[Stored data]
// SPDX-License-Identifier: MIT OR Apache-2.0

//! Error types for the environment loader.
//!
//! This module defines the errors that can occur while resolving a schema against
//! an environment. All errors use `thiserror` for display and source chaining.

use thiserror::Error;

/// The main error type for environment resolution.
///
/// Every variant names the offending key (or keys) so the caller can report a
/// useful diagnostic at startup. It is marked as `#[non_exhaustive]` to allow
/// for future additions without breaking backwards compatibility.
///
/// # Examples
///
/// ```
/// use envschema::domain::errors::EnvError;
///
/// let error = EnvError::MissingKeys {
///     keys: vec!["DB_URL".to_string(), "PORT".to_string()],
/// };
/// assert_eq!(error.to_string(), "Missing environment variables: DB_URL, PORT");
/// ```
#[derive(Debug, Error)]
#[non_exhaustive]
pub enum EnvError {
    /// One or more required keys were absent from the environment.
    #[error("Missing environment variables: {}", .keys.join(", "))]
    MissingKeys {
        /// The absent keys, in schema order
        keys: Vec<String>,
    },

    /// A present value could not be parsed as a number.
    #[error("Environment variable {key} must be a number")]
    InvalidNumber {
        /// The offending key
        key: String,
        /// The raw value that failed to parse
        value: String,
    },

    /// A present value was neither `true` nor `false`.
    #[error("Environment variable {key} must be either true or false")]
    InvalidBoolean {
        /// The offending key
        key: String,
        /// The raw value that failed to parse
        value: String,
    },

    /// A single key needed for enum validation was absent.
    #[error("Missing environment variable {key}")]
    MissingKey {
        /// The absent key
        key: String,
    },

    /// A present value was not a member of the allow-set.
    #[error("Environment variable {key} must be one of {}", .allowed.join(", "))]
    InvalidEnumValue {
        /// The offending key
        key: String,
        /// The rejected value
        value: String,
        /// The allowed values, in allow-set order
        allowed: Vec<String>,
    },

    /// A validated enum value could not be converted into the caller's type.
    #[error("Environment variable {key} value '{value}' could not be converted: {message}")]
    EnumParseError {
        /// The offending key
        key: String,
        /// The validated value
        value: String,
        /// The conversion error message
        message: String,
    },

    /// A type name was not one of `string`, `number` or `boolean`.
    #[error("Unknown primitive type '{name}', expected one of string, number, boolean")]
    UnknownType {
        /// The unrecognized type name
        name: String,
    },

    /// A declarative schema could not be loaded.
    #[error("Failed to load schema: {message}")]
    SchemaError {
        /// The error message
        message: String,
        /// The underlying parsing error
        #[source]
        source: Option<Box<dyn std::error::Error + Send + Sync>>,
    },

    /// A resolved configuration could not be converted into the requested type.
    #[error("Failed to deserialize resolved configuration: {message}")]
    DeserializeError {
        /// The error message
        message: String,
    },

    /// An I/O error occurred while reading a schema file.
    #[error("I/O error: {0}")]
    IoError(#[from] std::io::Error),
}

impl EnvError {
    /// Creates an `InvalidNumber` error for the given key and raw value.
    pub fn invalid_number(key: impl Into<String>, value: impl Into<String>) -> Self {
        EnvError::InvalidNumber {
            key: key.into(),
            value: value.into(),
        }
    }

    /// Creates an `InvalidBoolean` error for the given key and raw value.
    pub fn invalid_boolean(key: impl Into<String>, value: impl Into<String>) -> Self {
        EnvError::InvalidBoolean {
            key: key.into(),
            value: value.into(),
        }
    }

    /// Returns the key the error refers to, if it concerns a single key.
    pub fn key(&self) -> Option<&str> {
        match self {
            EnvError::InvalidNumber { key, .. }
            | EnvError::InvalidBoolean { key, .. }
            | EnvError::MissingKey { key }
            | EnvError::InvalidEnumValue { key, .. }
            | EnvError::EnumParseError { key, .. } => Some(key.as_str()),
            _ => None,
        }
    }
}

/// A specialized Result type for environment resolution.
pub type Result<T> = std::result::Result<T, EnvError>;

▸ **YOUR INSTRUCTIONS**
Please repeat each entry. Keep every word the same.

▸ **ANSWER SPACE**
// SPDX-License-Identifier: MIT OR Apache-2.0

//! Error types for the environment loader.
//!
//! This module defines the errors that can occur while resolving a schema against
//! an environment. All errors use `thiserror` for display and source chaining.

use thiserror::Error;

/// The main error type for environment resolution.
///
/// Every variant names the offending key (or keys) so the caller can report a
/// useful diagnostic at startup. It is marked as `#[non_exhaustive]` to allow
/// for future additions without breaking backwards compatibility.
///
/// # Examples
///
/// ```
/// use envschema::domain::errors::EnvError;
///
/// let error = EnvError::MissingKeys {
///     keys: vec!["DB_URL".to_string(), "PORT".to_string()],
/// };
/// assert_eq!(error.to_string(), "Missing environment variables: DB_URL, PORT");
/// ```
#[derive(Debug, Error)]
#[non_exhaustive]
pub enum EnvError {
    /// One or more required keys were absent from the environment.
    #[error("Missing environment variables: {}", .keys.join(", "))]
    MissingKeys {
        /// The absent keys, in schema order
        keys: Vec<String>,
    },

    /// A present value could not be parsed as a number.
    #[error("Environment variable {key} must be a number")]
    InvalidNumber {
        /// The offending key
        key: String,
        /// The raw value that failed to parse
        value: String,
    },

    /// A present value was neither `true` nor `false`.
    #[error("Environment variable {key} must be either true or false")]
    InvalidBoolean {
        /// The offending key
        key: String,
        /// The raw value that failed to parse
        value: String,
    },

    /// A single key needed for enum validation was absent.
    #[error("Missing environment variable {key}")]
    MissingKey {
        /// The absent key
        key: String,
    },

    /// A present value was not a member of the allow-set.
    #[error("Environment variable {key} must be one of {}", .allowed.join(", "))]
    InvalidEnumValue {
        /// The offending key
        key: String,
        /// The rejected value
        value: String,
        /// The allowed values, in allow-set order
        allowed: Vec<String>,
    },

    /// A validated enum value could not be converted into the caller's type.
    #[error("Environment variable {key} value '{value}' could not be converted: {message}")]
    EnumParseError {
        /// The offending key
        key: String,
        /// The validated value
        value: String,
        /// The conversion error message
        message: String,
    },

    /// A type name was not one of `string`, `number` or `boolean`.
    #[error("Unknown primitive type '{name}', expected one of string, number, boolean")]
    UnknownType {
        /// The unrecognized type name
        name: String,
    },

    /// A declarative schema could not be loaded.
    #[error("Failed to load schema: {message}")]
    SchemaError {
        /// The error message
        message: String,
        /// The underlying parsing error
        #[source]
        source: Option<Box<dyn std::error::Error + Send + Sync>>,
    },

    /// A resolved configuration could not be converted into the requested type.
    #[error("Failed to deserialize resolved configuration: {message}")]
    DeserializeError {
        /// The error message
        message: String,
    },

    /// An I/O error occurred while reading a schema file.
    #[error("I/O error: {0}")]
    IoError(#[from] std::io::Error),
}

impl EnvError {
    /// Creates an `InvalidNumber` error for the given key and raw value.
    pub fn invalid_number(key: impl Into<String>, value: impl Into<String>) -> Self {
        EnvError::InvalidNumber {
            key: key.into(),
            value: value.into(),
        }
    }

    /// Creates an `InvalidBoolean` error for the given key and raw value.
    pub fn invalid_boolean(key: impl Into<String>, value: impl Into<String>) -> Self {
        EnvError::InvalidBoolean {
            key: key.into(),
            value: value.into(),
        }
    }

    /// Returns the key the error refers to, if it concerns a single key.
    pub fn key(&self) -> Option<&str> {
        match self {
            EnvError::InvalidNumber { key, .. }
            | EnvError::InvalidBoolean { key, .. }
            | EnvError::MissingKey { key }
            | EnvError::InvalidEnumValue { key, .. }
            | EnvError::EnumParseError { key, .. } => Some(key.as_str()),
            _ => None,
        }
    }
}

/// A specialized Result type for environment resolution.
pub type Result<T> = std::result::Result<T, EnvError>;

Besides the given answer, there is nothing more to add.